風下

師走のまちのにぎわいに花を添えるは花屋、なんて、つまらん駄洒落。定番のシクラメンからシンピジウム、そして、赤と緑が対照的な。Mさん宅の縁側に見かけるはまさにその品種、隣のシクラメンとて立派なものなれど、それ以上に存在感を誇るはポインセチア。花好きな奥様が育て上げた三年ものが大輪の花を咲かせ。

戸別訪問に勝るものなく、これだけ回るに次の選挙は安泰、なんてのは妄想の類。所詮は気休め、自己満足か。万歩計など持ち合わせぬ、いや、スマホのアプリすら使いこなせぬゆえ正確な距離こそ知らぬも、終日を歩き続けるに日に十キロは下らぬ、はず。
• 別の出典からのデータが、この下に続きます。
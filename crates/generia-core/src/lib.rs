// Copyright (C) 2025 The Generia Authors
// SPDX-License-Identifier: AGPL-3.0-or-later
//! Generia Core - World Generation Task Store
//!
//! This crate owns the durable state of the world generation pipeline: worlds,
//! the generation task queue, and the AI users and posts produced by tasks.
//!
//! # Architecture
//!
//! ```text
//! ┌──────────────────────┐      enqueue       ┌──────────────────────────┐
//! │  World service /     │───────────────────►│                          │
//! │  task producer       │                    │        TaskStore         │
//! └──────────────────────┘                    │  (PostgreSQL | SQLite)   │
//!                                             │                          │
//! ┌──────────────────────┐  claim / finalize  │  worlds                  │
//! │  Task worker loop    │◄──────────────────►│  world_generation_tasks  │
//! │  + aggregator        │  insert content    │  ai_users, ai_posts      │
//! └──────────────────────┘                    └──────────────────────────┘
//! ```
//!
//! # Task lifecycle
//!
//! | From | To | Operation |
//! |------|----|-----------|
//! | (none) | `pending` | [`TaskStore::enqueue`] |
//! | `pending` | `in_progress` | [`TaskStore::mark_in_progress`], [`TaskStore::claim_next_pending_atomic`] |
//! | `in_progress` | `completed` / `failed` | [`TaskStore::finalize`] |
//!
//! The result column is non-null exactly when the task is terminal. Both
//! schemas enforce this with a check constraint.
//!
//! # World generation status
//!
//! `not_started -> in_progress -> completed | failed`, forward only, guarded
//! in SQL by [`TaskStore::update_world_generation_status`].

pub mod error;
pub mod migrations;
pub mod model;
pub mod persistence;

pub use error::{Result, StoreError};
pub use model::{
    GenerationStatus, MAX_TASK_COUNT, ParseEnumError, TaskParameters, TaskResult, TaskStatus, TaskType,
    WorldStatus,
};
pub use persistence::{
    AiPostRecord, AiUserRecord, NewAiPost, NewAiUser, NewWorld, PostgresTaskStore,
    SqliteTaskStore, TaskRecord, TaskStatusCounts, TaskStore, WorldRecord, WorldStats, connect,
};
さりとて、所詮は「その程度」。

革靴とて歩くに適した軽量の一品を愛用しとるはずも身体の疲れやランの比になく。やはりランシューズってのはすごいんだナ。疲労が招くは免疫の低下、連夜の不摂生に寒さもたらす血行の不順と。感染症が流行するのも無理からぬ必然というか。負の要素が満載の冬場の健康管理。

疲労云々と泣き言申す位ならば何も徒歩を選ばすと。車、それも拡声器付きの車ならば一石三鳥、に見えるけど。いやいや、「流す」と「訪ねる」のではそもそもの趣旨が。ならば車で「訪ねる」はどうか。止める場所の確保に乗降に要する時間、それでいて次なる目的地までほんの数軒とあらば徒歩と然して変わらぬ、いや、むしろ徒歩の方が。のみならず、車窓とは違った景色、気づきがあるはずで。

角を曲がりて目にするは朝の清掃。沿道の方々が追われるは落葉拾い。寒空の下、老体に鞭打って。手入れ届かぬ街路樹を何とか、との声や少なからず。伐採するなんぞは言語道断、と「匿名」の苦情が寄せられたのも昔の話。鬱陶しくてかなわぬ、市がやらぬなら私自ら枯葉剤で、と気炎を上げるはTさん。そりゃ犯罪、いつぞやの報道でも目にしたでしょうに、と宥めれど、実際に御自宅前の一本が。

そりゃ車の衝突によるものだそうで。幸か不幸か北風吹くにそちらが「風下」となり。根の隆起のみならず、雨の日なんぞ傘すら通れぬ、担当自ら歩いてみよ、と手厳しくも当人の御子息は市の職員であり。市とて適正化の名の下に計画を立てて伐採に着手するも安からぬ予算を伴うに。信号で分かれる明暗。伐採後は苦情どころか満場一致ですこぶる好評、とか。失われる緑、というけれども残すべきはそこの緑になく。

街路樹然り、当時は自ら欲したはずの住環境も今となっては重荷に。急速に進展した都市化に押し寄せる高齢化の波。戻らぬ子ら、生じる空き家。空き家なる語彙にはどことなく寂れた感あり、昨今なんぞは居住の世代間循環、などと。住めば都と移り住んだものの、売るにも売れぬ土地と建物。事情が事情だけに相手から足下を見られるばかりか、土地に制約が課される地区協定が障壁の一つとなり。

自らもいつか来た道、親元離れた子に帰郷を望むは親のエゴか。離れていても互いに健康であれば。よいお年を。